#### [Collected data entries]

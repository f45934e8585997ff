//! Small in-memory document builder for unit tests

use serde_json::{json, Value};

use crate::document::{Document, Gltf};

/// Accumulates one binary buffer plus accessors/views over it
#[derive(Default)]
pub(crate) struct DocBuilder {
    buffer: Vec<u8>,
    views: Vec<Value>,
    accessors: Vec<Value>,
}

impl DocBuilder {
    pub fn new() -> Self {
        Self::default()
    }

    pub fn view(&mut self, bytes: &[u8]) -> usize {
        while self.buffer.len() % 4 != 0 {
            self.buffer.push(0);
        }
        self.views.push(json!({
            "buffer": 0,
            "byteOffset": self.buffer.len(),
            "byteLength": bytes.len(),
        }));
        self.buffer.extend_from_slice(bytes);
        self.views.len() - 1
    }

    /// Accessor over a fresh view; `extra` is merged into the accessor object
    pub fn accessor(&mut self, component_type: u32, ty: &str, count: usize, bytes: &[u8], extra: Value) -> usize {
        let view = self.view(bytes);
        let mut accessor = json!({
            "bufferView": view,
            "componentType": component_type,
            "count": count,
            "type": ty,
        });
        if let (Some(target), Value::Object(extra)) = (accessor.as_object_mut(), extra) {
            target.extend(extra);
        }
        self.accessors.push(accessor);
        self.accessors.len() - 1
    }

    pub fn f32s(&mut self, ty: &str, values: &[f32]) -> usize {
        let components = components(ty);
        let bytes: Vec<u8> = values.iter().flat_map(|v| v.to_le_bytes()).collect();
        self.accessor(5126, ty, values.len() / components, &bytes, json!({}))
    }

    /// VEC3 float positions with declared bounds
    pub fn positions(&mut self, values: &[[f32; 3]]) -> usize {
        let mut min = [f32::INFINITY; 3];
        let mut max = [f32::NEG_INFINITY; 3];
        for p in values {
            for i in 0..3 {
                min[i] = min[i].min(p[i]);
                max[i] = max[i].max(p[i]);
            }
        }
        let bytes: Vec<u8> = values.iter().flatten().flat_map(|v| v.to_le_bytes()).collect();
        self.accessor(5126, "VEC3", values.len(), &bytes, json!({"min": min, "max": max}))
    }

    pub fn u16s(&mut self, ty: &str, values: &[u16]) -> usize {
        let components = components(ty);
        let bytes: Vec<u8> = values.iter().flat_map(|v| v.to_le_bytes()).collect();
        self.accessor(5123, ty, values.len() / components, &bytes, json!({}))
    }

    pub fn u8s(&mut self, ty: &str, values: &[u8]) -> usize {
        let components = components(ty);
        self.accessor(5121, ty, values.len() / components, values, json!({}))
    }

    /// Finish with the remaining top-level properties (nodes, meshes, ...)
    pub fn build(self, rest: Value) -> Document {
        let mut root = json!({
            "asset": {"version": "2.0"},
            "accessors": self.accessors,
            "bufferViews": self.views,
            "buffers": [{"byteLength": self.buffer.len()}],
        });
        if let (Some(target), Value::Object(rest)) = (root.as_object_mut(), rest) {
            target.extend(rest);
        }
        let gltf: Gltf = serde_json::from_value(root).expect("test document should deserialize");
        Document::new(gltf, vec![self.buffer])
    }
}

fn components(ty: &str) -> usize {
    match ty {
        "SCALAR" => 1,
        "VEC2" => 2,
        "VEC3" => 3,
        "VEC4" | "MAT2" => 4,
        "MAT3" => 9,
        "MAT4" => 16,
        other => panic!("unknown accessor type {other}"),
    }
}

#### [Exercise aim]
All that is wanted is the stretch of lines above from the one containing "pub(crate) struct DocBuilder" through the one containing "max[i] = max[i].max(p[i]);", duplicated exactly.

#### [Task answer]
pub(crate) struct DocBuilder {
    buffer: Vec<u8>,
    views: Vec<Value>,
    accessors: Vec<Value>,
}

impl DocBuilder {
    pub fn new() -> Self {
        Self::default()
    }

    pub fn view(&mut self, bytes: &[u8]) -> usize {
        while self.buffer.len() % 4 != 0 {
            self.buffer.push(0);
        }
        self.views.push(json!({
            "buffer": 0,
            "byteOffset": self.buffer.len(),
            "byteLength": bytes.len(),
        }));
        self.buffer.extend_from_slice(bytes);
        self.views.len() - 1
    }

    /// Accessor over a fresh view; `extra` is merged into the accessor object
    pub fn accessor(&mut self, component_type: u32, ty: &str, count: usize, bytes: &[u8], extra: Value) -> usize {
        let view = self.view(bytes);
        let mut accessor = json!({
            "bufferView": view,
            "componentType": component_type,
            "count": count,
            "type": ty,
        });
        if let (Some(target), Value::Object(extra)) = (accessor.as_object_mut(), extra) {
            target.extend(extra);
        }
        self.accessors.push(accessor);
        self.accessors.len() - 1
    }

    pub fn f32s(&mut self, ty: &str, values: &[f32]) -> usize {
        let components = components(ty);
        let bytes: Vec<u8> = values.iter().flat_map(|v| v.to_le_bytes()).collect();
        self.accessor(5126, ty, values.len() / components, &bytes, json!({}))
    }

    /// VEC3 float positions with declared bounds
    pub fn positions(&mut self, values: &[[f32; 3]]) -> usize {
        let mut min = [f32::INFINITY; 3];
        let mut max = [f32::NEG_INFINITY; 3];
        for p in values {
            for i in 0..3 {
                min[i] = min[i].min(p[i]);
                max[i] = max[i].max(p[i]);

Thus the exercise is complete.